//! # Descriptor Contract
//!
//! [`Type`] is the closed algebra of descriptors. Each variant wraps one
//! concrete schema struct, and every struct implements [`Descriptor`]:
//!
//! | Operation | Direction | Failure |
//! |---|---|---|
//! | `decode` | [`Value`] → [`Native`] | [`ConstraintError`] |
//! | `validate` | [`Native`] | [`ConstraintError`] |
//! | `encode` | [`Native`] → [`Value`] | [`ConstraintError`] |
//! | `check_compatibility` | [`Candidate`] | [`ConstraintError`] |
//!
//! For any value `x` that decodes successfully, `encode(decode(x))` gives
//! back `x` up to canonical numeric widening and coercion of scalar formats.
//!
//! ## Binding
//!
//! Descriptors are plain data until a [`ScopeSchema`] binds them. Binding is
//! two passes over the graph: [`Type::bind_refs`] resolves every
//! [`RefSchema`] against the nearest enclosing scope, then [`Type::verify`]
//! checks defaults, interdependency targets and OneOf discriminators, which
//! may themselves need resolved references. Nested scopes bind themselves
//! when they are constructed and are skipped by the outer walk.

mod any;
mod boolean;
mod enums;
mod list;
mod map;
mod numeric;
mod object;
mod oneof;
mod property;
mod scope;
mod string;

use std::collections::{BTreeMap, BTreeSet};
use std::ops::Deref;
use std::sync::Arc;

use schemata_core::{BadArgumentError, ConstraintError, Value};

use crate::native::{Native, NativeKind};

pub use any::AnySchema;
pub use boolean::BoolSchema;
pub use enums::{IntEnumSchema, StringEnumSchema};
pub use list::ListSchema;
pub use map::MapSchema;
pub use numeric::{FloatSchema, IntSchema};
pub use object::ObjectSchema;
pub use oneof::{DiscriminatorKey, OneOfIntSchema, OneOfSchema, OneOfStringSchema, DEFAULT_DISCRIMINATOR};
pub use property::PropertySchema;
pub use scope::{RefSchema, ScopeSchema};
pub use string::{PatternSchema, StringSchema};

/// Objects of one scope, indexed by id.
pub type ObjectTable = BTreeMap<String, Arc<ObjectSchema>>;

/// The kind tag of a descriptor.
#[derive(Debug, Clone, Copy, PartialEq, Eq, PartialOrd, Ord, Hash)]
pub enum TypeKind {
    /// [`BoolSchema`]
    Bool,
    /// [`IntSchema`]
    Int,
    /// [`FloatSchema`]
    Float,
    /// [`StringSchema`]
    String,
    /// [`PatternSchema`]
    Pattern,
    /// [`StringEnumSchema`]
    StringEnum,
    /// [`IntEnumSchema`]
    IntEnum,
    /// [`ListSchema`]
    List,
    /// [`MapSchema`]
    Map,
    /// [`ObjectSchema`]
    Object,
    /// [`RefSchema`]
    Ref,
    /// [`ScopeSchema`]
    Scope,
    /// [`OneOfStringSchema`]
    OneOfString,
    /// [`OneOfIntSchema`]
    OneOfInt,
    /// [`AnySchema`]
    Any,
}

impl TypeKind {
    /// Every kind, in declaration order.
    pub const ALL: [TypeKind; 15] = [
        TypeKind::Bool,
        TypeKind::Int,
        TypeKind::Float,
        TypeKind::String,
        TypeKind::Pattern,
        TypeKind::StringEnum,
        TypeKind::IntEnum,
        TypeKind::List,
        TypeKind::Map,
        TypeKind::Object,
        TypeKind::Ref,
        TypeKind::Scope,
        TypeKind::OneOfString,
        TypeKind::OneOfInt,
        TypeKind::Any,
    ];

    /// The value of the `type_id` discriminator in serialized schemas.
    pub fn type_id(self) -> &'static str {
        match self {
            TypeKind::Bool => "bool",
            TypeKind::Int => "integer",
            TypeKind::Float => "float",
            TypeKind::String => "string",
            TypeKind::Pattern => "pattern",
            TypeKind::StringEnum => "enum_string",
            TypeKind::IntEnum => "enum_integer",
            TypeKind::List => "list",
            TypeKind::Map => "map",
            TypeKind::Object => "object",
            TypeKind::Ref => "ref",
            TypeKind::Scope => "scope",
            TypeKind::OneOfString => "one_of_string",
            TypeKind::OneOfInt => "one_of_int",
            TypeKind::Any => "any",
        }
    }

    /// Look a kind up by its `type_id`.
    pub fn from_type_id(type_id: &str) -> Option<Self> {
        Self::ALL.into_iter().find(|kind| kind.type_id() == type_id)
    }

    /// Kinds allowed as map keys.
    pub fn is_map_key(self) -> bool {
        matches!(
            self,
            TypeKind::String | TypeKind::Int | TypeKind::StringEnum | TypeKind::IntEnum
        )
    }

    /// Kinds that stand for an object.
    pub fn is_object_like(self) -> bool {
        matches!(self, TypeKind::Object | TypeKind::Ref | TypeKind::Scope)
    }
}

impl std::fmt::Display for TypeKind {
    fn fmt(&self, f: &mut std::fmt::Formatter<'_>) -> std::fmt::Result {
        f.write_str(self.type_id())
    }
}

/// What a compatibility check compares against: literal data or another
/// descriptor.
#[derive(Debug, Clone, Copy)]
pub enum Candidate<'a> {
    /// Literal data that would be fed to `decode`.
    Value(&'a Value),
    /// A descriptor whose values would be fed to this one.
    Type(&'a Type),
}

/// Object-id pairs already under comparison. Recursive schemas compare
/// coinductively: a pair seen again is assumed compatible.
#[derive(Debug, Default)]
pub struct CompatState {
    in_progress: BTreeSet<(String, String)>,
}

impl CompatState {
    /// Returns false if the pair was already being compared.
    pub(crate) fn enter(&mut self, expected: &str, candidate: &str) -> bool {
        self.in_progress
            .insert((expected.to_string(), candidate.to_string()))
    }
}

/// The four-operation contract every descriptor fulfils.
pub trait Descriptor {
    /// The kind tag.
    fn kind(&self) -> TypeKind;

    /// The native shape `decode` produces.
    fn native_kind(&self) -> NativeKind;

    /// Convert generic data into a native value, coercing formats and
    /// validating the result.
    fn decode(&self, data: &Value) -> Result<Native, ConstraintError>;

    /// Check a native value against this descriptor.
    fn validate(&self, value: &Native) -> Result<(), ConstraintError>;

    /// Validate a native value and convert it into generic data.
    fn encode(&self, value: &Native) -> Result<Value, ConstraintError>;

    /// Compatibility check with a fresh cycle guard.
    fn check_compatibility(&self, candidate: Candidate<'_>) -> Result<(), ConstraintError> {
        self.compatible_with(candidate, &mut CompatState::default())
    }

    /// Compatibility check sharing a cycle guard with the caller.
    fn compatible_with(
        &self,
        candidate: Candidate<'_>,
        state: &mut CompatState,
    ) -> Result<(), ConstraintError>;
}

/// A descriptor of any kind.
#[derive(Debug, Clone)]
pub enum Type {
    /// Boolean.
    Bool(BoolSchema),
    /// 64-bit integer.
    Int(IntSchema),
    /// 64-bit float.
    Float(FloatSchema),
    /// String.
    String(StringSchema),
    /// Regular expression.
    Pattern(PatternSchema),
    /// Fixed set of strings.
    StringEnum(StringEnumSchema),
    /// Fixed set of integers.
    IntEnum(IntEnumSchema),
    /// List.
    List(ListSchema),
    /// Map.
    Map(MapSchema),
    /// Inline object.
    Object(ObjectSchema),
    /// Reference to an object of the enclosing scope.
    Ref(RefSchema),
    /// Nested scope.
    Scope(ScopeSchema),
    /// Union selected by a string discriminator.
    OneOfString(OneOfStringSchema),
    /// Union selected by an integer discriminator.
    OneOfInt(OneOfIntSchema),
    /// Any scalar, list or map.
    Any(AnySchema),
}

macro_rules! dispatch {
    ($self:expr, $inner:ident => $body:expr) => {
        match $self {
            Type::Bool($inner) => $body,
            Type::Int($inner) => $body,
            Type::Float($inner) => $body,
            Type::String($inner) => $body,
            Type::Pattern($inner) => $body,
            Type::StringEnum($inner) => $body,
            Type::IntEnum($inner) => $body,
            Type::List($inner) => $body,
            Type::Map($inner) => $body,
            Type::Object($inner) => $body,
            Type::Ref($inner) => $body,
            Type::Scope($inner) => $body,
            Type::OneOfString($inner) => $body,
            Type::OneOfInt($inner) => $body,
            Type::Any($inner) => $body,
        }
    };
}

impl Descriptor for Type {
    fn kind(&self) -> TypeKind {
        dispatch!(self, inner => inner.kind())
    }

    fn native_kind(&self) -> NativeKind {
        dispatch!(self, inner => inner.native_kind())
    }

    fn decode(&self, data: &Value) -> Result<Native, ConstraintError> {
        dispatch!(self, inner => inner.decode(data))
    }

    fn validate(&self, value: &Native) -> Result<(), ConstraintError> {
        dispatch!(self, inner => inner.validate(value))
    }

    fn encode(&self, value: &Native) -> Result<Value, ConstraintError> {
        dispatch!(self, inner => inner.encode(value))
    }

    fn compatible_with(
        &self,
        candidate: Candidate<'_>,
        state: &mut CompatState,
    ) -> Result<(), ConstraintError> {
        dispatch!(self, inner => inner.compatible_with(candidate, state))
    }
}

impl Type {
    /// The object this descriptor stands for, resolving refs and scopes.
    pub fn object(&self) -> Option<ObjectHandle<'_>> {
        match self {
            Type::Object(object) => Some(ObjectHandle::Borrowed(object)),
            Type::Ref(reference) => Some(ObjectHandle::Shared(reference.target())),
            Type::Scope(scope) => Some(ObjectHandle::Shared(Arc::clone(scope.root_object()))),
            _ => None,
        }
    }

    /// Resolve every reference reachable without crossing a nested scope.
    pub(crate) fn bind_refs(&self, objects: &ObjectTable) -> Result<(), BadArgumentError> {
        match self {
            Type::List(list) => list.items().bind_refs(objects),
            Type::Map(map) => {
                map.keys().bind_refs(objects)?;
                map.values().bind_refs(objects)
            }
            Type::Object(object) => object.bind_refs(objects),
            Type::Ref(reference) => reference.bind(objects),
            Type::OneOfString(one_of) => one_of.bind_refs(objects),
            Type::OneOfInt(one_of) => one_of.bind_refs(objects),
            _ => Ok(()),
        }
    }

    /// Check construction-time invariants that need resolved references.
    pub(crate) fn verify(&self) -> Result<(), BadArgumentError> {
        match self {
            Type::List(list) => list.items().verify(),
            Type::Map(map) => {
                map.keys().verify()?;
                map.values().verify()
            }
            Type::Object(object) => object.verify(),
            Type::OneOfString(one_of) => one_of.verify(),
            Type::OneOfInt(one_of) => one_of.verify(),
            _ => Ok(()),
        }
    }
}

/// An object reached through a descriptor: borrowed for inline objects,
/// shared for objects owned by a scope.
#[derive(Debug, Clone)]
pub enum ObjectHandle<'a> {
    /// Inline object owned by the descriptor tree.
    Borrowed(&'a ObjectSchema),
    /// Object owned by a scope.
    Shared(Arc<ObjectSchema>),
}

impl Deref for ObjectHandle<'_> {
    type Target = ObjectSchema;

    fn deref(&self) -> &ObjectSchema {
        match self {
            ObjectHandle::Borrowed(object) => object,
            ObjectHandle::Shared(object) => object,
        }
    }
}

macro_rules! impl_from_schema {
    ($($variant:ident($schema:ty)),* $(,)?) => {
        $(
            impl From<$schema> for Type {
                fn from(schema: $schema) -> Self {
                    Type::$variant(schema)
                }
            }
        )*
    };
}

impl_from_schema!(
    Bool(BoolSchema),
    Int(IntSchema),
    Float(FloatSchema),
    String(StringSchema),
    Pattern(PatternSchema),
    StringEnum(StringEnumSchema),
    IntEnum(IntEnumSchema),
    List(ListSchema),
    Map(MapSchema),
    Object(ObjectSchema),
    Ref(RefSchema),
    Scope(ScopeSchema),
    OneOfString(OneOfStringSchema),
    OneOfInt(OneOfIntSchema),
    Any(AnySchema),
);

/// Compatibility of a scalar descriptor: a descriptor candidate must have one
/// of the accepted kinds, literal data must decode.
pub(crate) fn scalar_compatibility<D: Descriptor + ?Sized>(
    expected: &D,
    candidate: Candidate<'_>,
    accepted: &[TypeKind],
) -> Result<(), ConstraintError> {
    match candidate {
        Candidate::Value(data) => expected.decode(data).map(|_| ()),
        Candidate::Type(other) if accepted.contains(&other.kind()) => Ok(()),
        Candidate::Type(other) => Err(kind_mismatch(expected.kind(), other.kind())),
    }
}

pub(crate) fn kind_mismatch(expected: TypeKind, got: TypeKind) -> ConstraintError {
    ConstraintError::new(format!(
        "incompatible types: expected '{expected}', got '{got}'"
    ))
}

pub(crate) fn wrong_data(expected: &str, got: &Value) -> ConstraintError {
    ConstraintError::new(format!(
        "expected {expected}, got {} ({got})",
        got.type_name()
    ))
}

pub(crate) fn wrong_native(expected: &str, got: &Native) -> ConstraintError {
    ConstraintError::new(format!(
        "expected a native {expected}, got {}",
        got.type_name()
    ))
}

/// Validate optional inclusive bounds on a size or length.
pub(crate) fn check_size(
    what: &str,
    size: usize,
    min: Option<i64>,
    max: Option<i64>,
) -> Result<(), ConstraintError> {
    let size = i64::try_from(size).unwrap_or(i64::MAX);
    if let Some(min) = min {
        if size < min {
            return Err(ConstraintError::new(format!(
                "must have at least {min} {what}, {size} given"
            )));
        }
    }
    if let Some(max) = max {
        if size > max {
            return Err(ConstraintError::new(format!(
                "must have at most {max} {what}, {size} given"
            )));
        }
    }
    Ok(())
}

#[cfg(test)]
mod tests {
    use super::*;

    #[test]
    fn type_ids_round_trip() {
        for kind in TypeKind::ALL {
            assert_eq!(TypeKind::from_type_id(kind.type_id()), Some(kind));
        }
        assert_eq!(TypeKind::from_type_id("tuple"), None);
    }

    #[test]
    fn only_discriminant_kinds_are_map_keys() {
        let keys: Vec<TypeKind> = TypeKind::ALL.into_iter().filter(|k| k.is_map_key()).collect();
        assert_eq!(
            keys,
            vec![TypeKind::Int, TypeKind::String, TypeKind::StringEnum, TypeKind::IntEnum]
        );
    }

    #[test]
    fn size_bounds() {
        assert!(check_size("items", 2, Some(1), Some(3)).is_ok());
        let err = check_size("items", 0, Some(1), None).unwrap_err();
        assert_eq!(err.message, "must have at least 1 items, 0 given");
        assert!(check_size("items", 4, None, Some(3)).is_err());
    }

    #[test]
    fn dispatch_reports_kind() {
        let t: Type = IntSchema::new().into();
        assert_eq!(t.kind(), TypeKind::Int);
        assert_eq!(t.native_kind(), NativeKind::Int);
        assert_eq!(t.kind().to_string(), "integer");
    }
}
_ _ _
### TASK TO COMPLETE
Reproduce only the lines above spanning from the line containing "fn deref(&self) ->" through the line containing "data must decode.", word for word.

### TASK RESPONSE
    fn deref(&self) -> &ObjectSchema {
        match self {
            ObjectHandle::Borrowed(object) => object,
            ObjectHandle::Shared(object) => object,
        }
    }
}

macro_rules! impl_from_schema {
    ($($variant:ident($schema:ty)),* $(,)?) => {
        $(
            impl From<$schema> for Type {
                fn from(schema: $schema) -> Self {
                    Type::$variant(schema)
                }
            }
        )*
    };
}

impl_from_schema!(
    Bool(BoolSchema),
    Int(IntSchema),
    Float(FloatSchema),
    String(StringSchema),
    Pattern(PatternSchema),
    StringEnum(StringEnumSchema),
    IntEnum(IntEnumSchema),
    List(ListSchema),
    Map(MapSchema),
    Object(ObjectSchema),
    Ref(RefSchema),
    Scope(ScopeSchema),
    OneOfString(OneOfStringSchema),
    OneOfInt(OneOfIntSchema),
    Any(AnySchema),
);

/// Compatibility of a scalar descriptor: a descriptor candidate must have one
/// of the accepted kinds, literal data must decode.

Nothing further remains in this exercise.